(Collected data)
//! Integration tests for the quotation workflow
//!
//! Test coverage:
//! - Step navigation: advance, retreat, jump limits
//! - Rating on entry to the premium step, invalidation and recalculation
//! - Document uploads through the intake port, stale and failed results
//! - Cross-field re-validation and autofill from validated documents
//! - Submission preconditions, adapter failures and cancellation
//! - Properties: jump bounds, premium invalidation by field relevance

use std::collections::BTreeMap;
use std::sync::{Arc, Mutex};

use async_trait::async_trait;
use chrono::NaiveDate;
use proptest::prelude::*;

use core_kernel::{Clock, DomainPort, FixedClock, OperationMetadata, PortError, Timezone};
use domain_documents::{
    CapturedDocument, DocumentError, DocumentIntakePort, DocumentStatus, DocumentType, Extraction,
    MimeKind,
};
use domain_quotation::{
    ErrorKey, FlowState, FormField, PaymentMethod, QuotationEvent, QuotationWorkflow, SubmissionPayload,
    SubmissionPort, SubmissionReceipt, UploadOutcome, WorkflowContext, WorkflowError, WorkflowSettings,
};
use domain_rating::catalog::motor_catalog;
use domain_rating::{RatingError, RatingInput, RatingService, UnderwriterId};

// ============================================================================
// Helpers
// ============================================================================

fn today() -> NaiveDate {
    NaiveDate::from_ymd_opt(2025, 7, 15).unwrap()
}

fn context() -> WorkflowContext {
    let rating = RatingService::new(Arc::new(motor_catalog().unwrap()));
    let clock: Arc<dyn Clock> = Arc::new(FixedClock::on_date(today(), Timezone::default()));
    WorkflowContext::new(rating, clock, WorkflowSettings::default())
}

fn fill(workflow: &mut QuotationWorkflow, values: &[(FormField, &str)]) {
    for (field, value) in values {
        workflow.field_changed(*field, *value).unwrap();
    }
}

fn fill_personal(workflow: &mut QuotationWorkflow) {
    fill(
        workflow,
        &[
            (FormField::OwnerName, "Wanjiku Kamau"),
            (FormField::OwnerIdNumber, "12345678"),
            (FormField::OwnerPhone, "0712345678"),
            (FormField::OwnerEmail, "wanjiku@example.co.ke"),
            (FormField::DateOfBirth, "1990-03-15"),
            (FormField::YearsLicensed, "10"),
        ],
    );
}

fn fill_vehicle(workflow: &mut QuotationWorkflow, year: &str) {
    fill(
        workflow,
        &[
            (FormField::VehicleCategory, "private_car"),
            (FormField::CoverType, "tor"),
            (FormField::RegistrationNumber, "KDA 123A"),
            (FormField::Make, "Toyota"),
            (FormField::Model, "Fielder"),
            (FormField::YearOfManufacture, year),
            (FormField::EngineCapacity, "1500"),
            (FormField::VehicleValue, "1,200,000"),
            (FormField::UsageType, "private"),
            (FormField::Insurer, "sanlam"),
            (FormField::InsuranceDuration, "12"),
            (FormField::StartDate, "2025-07-20"),
            (FormField::ClaimsHistory, "no"),
            (FormField::Modifications, "no"),
        ],
    );
}

fn fill_payment(workflow: &mut QuotationWorkflow) {
    fill(
        workflow,
        &[(FormField::PaymentMethod, "mpesa"), (FormField::PaymentPhone, "0712345678")],
    );
}

fn extraction(fields: &[(&str, &str)]) -> Extraction {
    let fields: BTreeMap<String, String> = fields
        .iter()
        .map(|(k, v)| (k.to_string(), v.to_string()))
        .collect();
    Extraction::new(fields, 0.97)
}

fn national_id(full_name: &str) -> Extraction {
    extraction(&[
        ("fullName", full_name),
        ("idNumber", "12345678"),
        ("dateOfBirth", "15/03/1990"),
    ])
}

fn driving_license() -> Extraction {
    extraction(&[
        ("licenseNumber", "DL12345ABC"),
        ("expiryDate", "2027-01-01"),
        ("fullName", "Wanjiku Kamau"),
    ])
}

fn logbook(year: &str) -> Extraction {
    extraction(&[
        ("registrationNumber", "KDA123A"),
        ("chassisNumber", "JT123456789"),
        ("yearOfManufacture", year),
        ("engineCapacity", "1,500"),
    ])
}

fn capture(name: &str) -> CapturedDocument {
    CapturedDocument {
        raw_ref: format!("capture://{}", name),
        mime_kind: MimeKind::Image,
        size_bytes: 350_000,
    }
}

/// Intake adapter returning a canned extraction per document type
struct CannedIntake {
    extractions: BTreeMap<DocumentType, Extraction>,
}

impl CannedIntake {
    fn valid(year: &str) -> Self {
        let extractions = [
            (DocumentType::NationalId, national_id("WANJIKU KAMAU")),
            (DocumentType::DrivingLicense, driving_license()),
            (DocumentType::Logbook, logbook(year)),
        ]
        .into_iter()
        .collect();
        Self { extractions }
    }
}

impl DomainPort for CannedIntake {}

#[async_trait]
impl DocumentIntakePort for CannedIntake {
    async fn extract(
        &self,
        document_type: DocumentType,
        _capture: &CapturedDocument,
        _metadata: Option<OperationMetadata>,
    ) -> Result<Extraction, PortError> {
        self.extractions
            .get(&document_type)
            .cloned()
            .ok_or_else(|| PortError::extraction(format!("no text found on {}", document_type)))
    }
}

/// Submission adapter recording payloads, failing the first `failures` calls
struct RecordingSubmission {
    failures: Mutex<usize>,
    payloads: Mutex<Vec<SubmissionPayload>>,
}

impl RecordingSubmission {
    fn new(failures: usize) -> Self {
        Self {
            failures: Mutex::new(failures),
            payloads: Mutex::new(Vec::new()),
        }
    }
}

impl DomainPort for RecordingSubmission {}

#[async_trait]
impl SubmissionPort for RecordingSubmission {
    async fn submit(
        &self,
        payload: &SubmissionPayload,
        _metadata: Option<OperationMetadata>,
    ) -> Result<SubmissionReceipt, PortError> {
        self.payloads.lock().unwrap().push(payload.clone());
        let mut failures = self.failures.lock().unwrap();
        if *failures > 0 {
            *failures -= 1;
            return Err(PortError::connection("gateway unreachable"));
        }
        Ok(SubmissionReceipt {
            reference_id: "MQ-2025-000123".to_string(),
        })
    }
}

async fn upload_all(workflow: &mut QuotationWorkflow, intake: &CannedIntake) {
    for document_type in [DocumentType::NationalId, DocumentType::DrivingLicense, DocumentType::Logbook] {
        let outcome = workflow
            .document_uploaded(document_type, capture(document_type.key()), intake)
            .await
            .unwrap();
        assert!(matches!(outcome, UploadOutcome::Validated(_)), "{:?}", outcome);
    }
}

/// A workflow on step 4 holding a premium
async fn at_payment_step() -> QuotationWorkflow {
    let mut workflow = QuotationWorkflow::start(context());
    fill_personal(&mut workflow);
    workflow.advance().unwrap();
    fill_vehicle(&mut workflow, "2018");
    workflow.advance().unwrap();
    upload_all(&mut workflow, &CannedIntake::valid("2018")).await;
    workflow.advance().unwrap();
    workflow
}

// ============================================================================
// Navigation
// ============================================================================

mod navigation_tests {
    use super::*;

    /// Verifies a new quotation starts on step 1 with pending documents
    #[test]
    fn test_start_on_first_step() {
        let mut workflow = QuotationWorkflow::start(context());

        assert_eq!(workflow.draft().step_index(), 1);
        assert_eq!(workflow.state(), FlowState::Active);
        assert!(workflow.draft().premium().is_none());
        assert!(workflow
            .draft()
            .documents()
            .all(|record| record.status() == DocumentStatus::Pending));
        assert!(matches!(workflow.take_events()[0], QuotationEvent::QuotationStarted { .. }));
    }

    /// Verifies an incomplete step reports every field and does not move
    #[test]
    fn test_advance_reports_all_errors() {
        let mut workflow = QuotationWorkflow::start(context());
        workflow.field_changed(FormField::OwnerName, "Wanjiku Kamau").unwrap();

        let errors = match workflow.advance() {
            Err(WorkflowError::Validation(errors)) => errors,
            other => panic!("expected validation errors, got {:?}", other),
        };

        let keys: Vec<_> = errors.iter().map(|e| e.key).collect();
        assert!(keys.contains(&ErrorKey::Field(FormField::OwnerIdNumber)));
        assert!(keys.contains(&ErrorKey::Field(FormField::OwnerPhone)));
        assert!(keys.contains(&ErrorKey::Field(FormField::OwnerEmail)));
        assert!(keys.contains(&ErrorKey::Field(FormField::DateOfBirth)));
        assert!(!keys.contains(&ErrorKey::Field(FormField::OwnerName)));

        assert_eq!(workflow.draft().step_index(), 1);
        assert_eq!(
            workflow.draft().error(ErrorKey::Field(FormField::OwnerPhone)),
            Some("Phone number is required")
        );
    }

    /// Verifies a corrected field drops its error
    #[test]
    fn test_field_change_clears_its_error() {
        let mut workflow = QuotationWorkflow::start(context());
        assert!(workflow.advance().is_err());
        assert!(workflow.draft().error(ErrorKey::Field(FormField::OwnerEmail)).is_some());

        workflow.field_changed(FormField::OwnerEmail, "wanjiku@example.co.ke").unwrap();

        assert!(workflow.draft().error(ErrorKey::Field(FormField::OwnerEmail)).is_none());
        assert!(workflow.draft().error(ErrorKey::Field(FormField::OwnerPhone)).is_some());
    }

    /// Verifies an underage proposer cannot leave step 1
    #[test]
    fn test_minimum_age() {
        let mut workflow = QuotationWorkflow::start(context());
        fill_personal(&mut workflow);
        workflow.field_changed(FormField::DateOfBirth, "2010-01-01").unwrap();

        let errors = workflow.advance().unwrap_err().step_errors().to_vec();
        assert_eq!(errors.len(), 1);
        assert_eq!(errors[0].message, "You must be at least 18 years old");
    }

    /// Verifies whole-number fields reject decimals on the step that owns them
    #[test]
    fn test_whole_number_fields() {
        let mut workflow = QuotationWorkflow::start(context());
        fill_personal(&mut workflow);
        workflow.field_changed(FormField::YearsLicensed, "2.5").unwrap();

        let errors = workflow.advance().unwrap_err().step_errors().to_vec();
        assert_eq!(errors.len(), 1);
        assert_eq!(errors[0].message, "Years licensed must be a whole number");

        workflow.field_changed(FormField::YearsLicensed, "2").unwrap();
        workflow.advance().unwrap();
        fill_vehicle(&mut workflow, "2018");
        workflow.field_changed(FormField::EngineCapacity, "1500.5").unwrap();

        let errors = workflow.advance().unwrap_err().step_errors().to_vec();
        assert_eq!(errors.len(), 1);
        assert_eq!(errors[0].key, ErrorKey::Field(FormField::EngineCapacity));

        workflow.field_changed(FormField::EngineCapacity, "1,500").unwrap();
        workflow.advance().unwrap();
        assert_eq!(workflow.draft().step_index(), 3);
    }

    /// Verifies advancing and retreating, floored at step 1
    #[test]
    fn test_advance_and_retreat() {
        let mut workflow = QuotationWorkflow::start(context());
        fill_personal(&mut workflow);

        assert_eq!(workflow.advance().unwrap(), 2);
        assert!(workflow.draft().errors().is_empty());
        assert_eq!(workflow.retreat().unwrap(), 1);
        assert_eq!(workflow.retreat().unwrap(), 1);
        assert_eq!(workflow.draft().highest_reached(), 2);

        let events = workflow.take_events();
        assert!(events
            .iter()
            .any(|e| matches!(e, QuotationEvent::StepAdvanced { from: 1, to: 2, .. })));
        assert_eq!(
            events
                .iter()
                .filter(|e| matches!(e, QuotationEvent::StepRetreated { .. }))
                .count(),
            1
        );
    }

    /// Verifies jumps are limited to the highest step reached
    #[test]
    fn test_jump_limits() {
        let mut workflow = QuotationWorkflow::start(context());
        fill_personal(&mut workflow);
        workflow.advance().unwrap();
        workflow.retreat().unwrap();

        assert_eq!(workflow.jump_to(2).unwrap(), 2);
        assert!(matches!(
            workflow.jump_to(3),
            Err(WorkflowError::JumpNotAllowed { requested: 3, highest: 2 })
        ));
        assert!(matches!(workflow.jump_to(0), Err(WorkflowError::JumpNotAllowed { .. })));
        assert_eq!(workflow.jump_to(1).unwrap(), 1);
    }

    /// Verifies the insurer must offer the selected cover
    #[test]
    fn test_insurer_must_offer_cover() {
        let mut workflow = QuotationWorkflow::start(context());
        fill_personal(&mut workflow);
        workflow.advance().unwrap();
        fill_vehicle(&mut workflow, "2018");
        workflow.field_changed(FormField::Insurer, "jubilee").unwrap();

        let errors = workflow.advance().unwrap_err().step_errors().to_vec();
        assert_eq!(errors.len(), 1);
        assert_eq!(errors[0].key, ErrorKey::Field(FormField::Insurer));
        assert_eq!(errors[0].message, "The selected insurer does not offer this cover");
        assert_eq!(workflow.draft().step_index(), 2);
    }

    /// Verifies step 3 lists each missing required document
    #[test]
    fn test_documents_required_to_leave_step_three() {
        let mut workflow = QuotationWorkflow::start(context());
        fill_personal(&mut workflow);
        workflow.advance().unwrap();
        fill_vehicle(&mut workflow, "2018");
        workflow.advance().unwrap();

        let errors = workflow.advance().unwrap_err().step_errors().to_vec();
        let keys: Vec<_> = errors.iter().map(|e| e.key).collect();
        assert_eq!(
            keys,
            vec![
                ErrorKey::Document(DocumentType::NationalId),
                ErrorKey::Document(DocumentType::DrivingLicense),
                ErrorKey::Document(DocumentType::Logbook),
            ]
        );
        assert_eq!(errors[2].message, "Vehicle Logbook is required");
    }

    /// Verifies the pre-confirmation step cannot be left by advancing
    #[tokio::test]
    async fn test_advance_from_payment_requires_submission() {
        let mut workflow = at_payment_step().await;
        fill_payment(&mut workflow);

        assert!(matches!(workflow.advance(), Err(WorkflowError::SubmissionRequired)));
        assert_eq!(workflow.draft().step_index(), 4);
    }
}
//! Vehicle attributes used for rating

use chrono::{Datelike, NaiveDate};
use rust_decimal::Decimal;
use serde::{Deserialize, Serialize};
use std::fmt;
use std::str::FromStr;

use crate::error::{RatingError, RatingInput};

/// Oldest model year any tariff rates
pub const EARLIEST_MANUFACTURE_YEAR: i32 = 1950;

/// How the vehicle is used
#[derive(Debug, Clone, Copy, PartialEq, Eq, Hash, PartialOrd, Ord, Serialize, Deserialize)]
#[serde(rename_all = "snake_case")]
pub enum UsageType {
    /// Private and domestic use
    Private,
    /// Business use by the owner
    Business,
    /// Ride-hailing, taxi or other commercial carriage for hire
    RideHailing,
}

impl UsageType {
    pub fn key(&self) -> &'static str {
        match self {
            UsageType::Private => "private",
            UsageType::Business => "business",
            UsageType::RideHailing => "ride_hailing",
        }
    }
}

impl fmt::Display for UsageType {
    fn fmt(&self, f: &mut fmt::Formatter<'_>) -> fmt::Result {
        f.write_str(self.key())
    }
}

impl FromStr for UsageType {
    type Err = RatingError;

    fn from_str(s: &str) -> Result<Self, Self::Err> {
        match s.trim().to_ascii_lowercase().as_str() {
            "private" => Ok(UsageType::Private),
            "business" => Ok(UsageType::Business),
            "ride_hailing" | "ride-hailing" | "uber" | "commercial" => Ok(UsageType::RideHailing),
            other => Err(RatingError::invalid(
                RatingInput::UsageType,
                format!("Unknown usage type '{}'", other),
            )),
        }
    }
}

/// Body or licensing category of the vehicle
#[derive(Debug, Clone, Copy, PartialEq, Eq, Hash, PartialOrd, Ord, Serialize, Deserialize)]
#[serde(rename_all = "snake_case")]
pub enum VehicleCategory {
    PrivateCar,
    Motorcycle,
    /// Public service vehicle (matatu, bus)
    Psv,
    Commercial,
    Tuktuk,
    /// Special vehicles (tractors, cranes, ambulances)
    Special,
}

impl VehicleCategory {
    pub fn key(&self) -> &'static str {
        match self {
            VehicleCategory::PrivateCar => "private_car",
            VehicleCategory::Motorcycle => "motorcycle",
            VehicleCategory::Psv => "psv",
            VehicleCategory::Commercial => "commercial",
            VehicleCategory::Tuktuk => "tuktuk",
            VehicleCategory::Special => "special",
        }
    }
}

impl fmt::Display for VehicleCategory {
    fn fmt(&self, f: &mut fmt::Formatter<'_>) -> fmt::Result {
        f.write_str(self.key())
    }
}

impl FromStr for VehicleCategory {
    type Err = RatingError;

    fn from_str(s: &str) -> Result<Self, Self::Err> {
        match s.trim().to_ascii_lowercase().as_str() {
            "private_car" | "private" => Ok(VehicleCategory::PrivateCar),
            "motorcycle" => Ok(VehicleCategory::Motorcycle),
            "psv" => Ok(VehicleCategory::Psv),
            "commercial" => Ok(VehicleCategory::Commercial),
            "tuktuk" => Ok(VehicleCategory::Tuktuk),
            "special" => Ok(VehicleCategory::Special),
            other => Err(RatingError::invalid(
                RatingInput::VehicleCategory,
                format!("Unknown vehicle category '{}'", other),
            )),
        }
    }
}

/// The insured vehicle
#[derive(Debug, Clone, PartialEq, Eq, Serialize, Deserialize)]
pub struct VehicleProfile {
    /// Registration plate, e.g. `KDA 123A`
    pub registration: String,
    pub make: String,
    pub model: String,
    pub year_of_manufacture: i32,
    /// Engine capacity in cc. `None` for electric vehicles, which skip the
    /// engine-capacity factor.
    pub engine_capacity_cc: Option<u32>,
    /// Declared (sum insured) value in major currency units
    pub declared_value: Decimal,
    pub usage: UsageType,
    pub category: VehicleCategory,
}

impl VehicleProfile {
    /// Age in whole years on `on`.
    ///
    /// A vehicle manufactured next year (new model year) is age zero; anything
    /// later, or earlier than [`EARLIEST_MANUFACTURE_YEAR`], is rejected.
    pub fn age_on(&self, on: NaiveDate) -> Result<u32, RatingError> {
        let current_year = on.year();
        if self.year_of_manufacture > current_year.saturating_add(1) {
            return Err(RatingError::invalid(
                RatingInput::YearOfManufacture,
                format!(
                    "Year of manufacture {} is in the future",
                    self.year_of_manufacture
                ),
            ));
        }
        if self.year_of_manufacture < EARLIEST_MANUFACTURE_YEAR {
            return Err(RatingError::invalid(
                RatingInput::YearOfManufacture,
                format!(
                    "Year of manufacture must be {} or later",
                    EARLIEST_MANUFACTURE_YEAR
                ),
            ));
        }
        current_year
            .checked_sub(self.year_of_manufacture)
            .map(|age| age.max(0) as u32)
            .ok_or_else(|| {
                RatingError::invalid(
                    RatingInput::YearOfManufacture,
                    format!("Year of manufacture {} cannot be rated", self.year_of_manufacture),
                )
            })
    }
}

◆ WHAT THIS TASK INVOLVES
Nothing but a number is wanted: how many lines in the records above include "Business".

◆ RESPONSE FOR THIS EXERCISE
4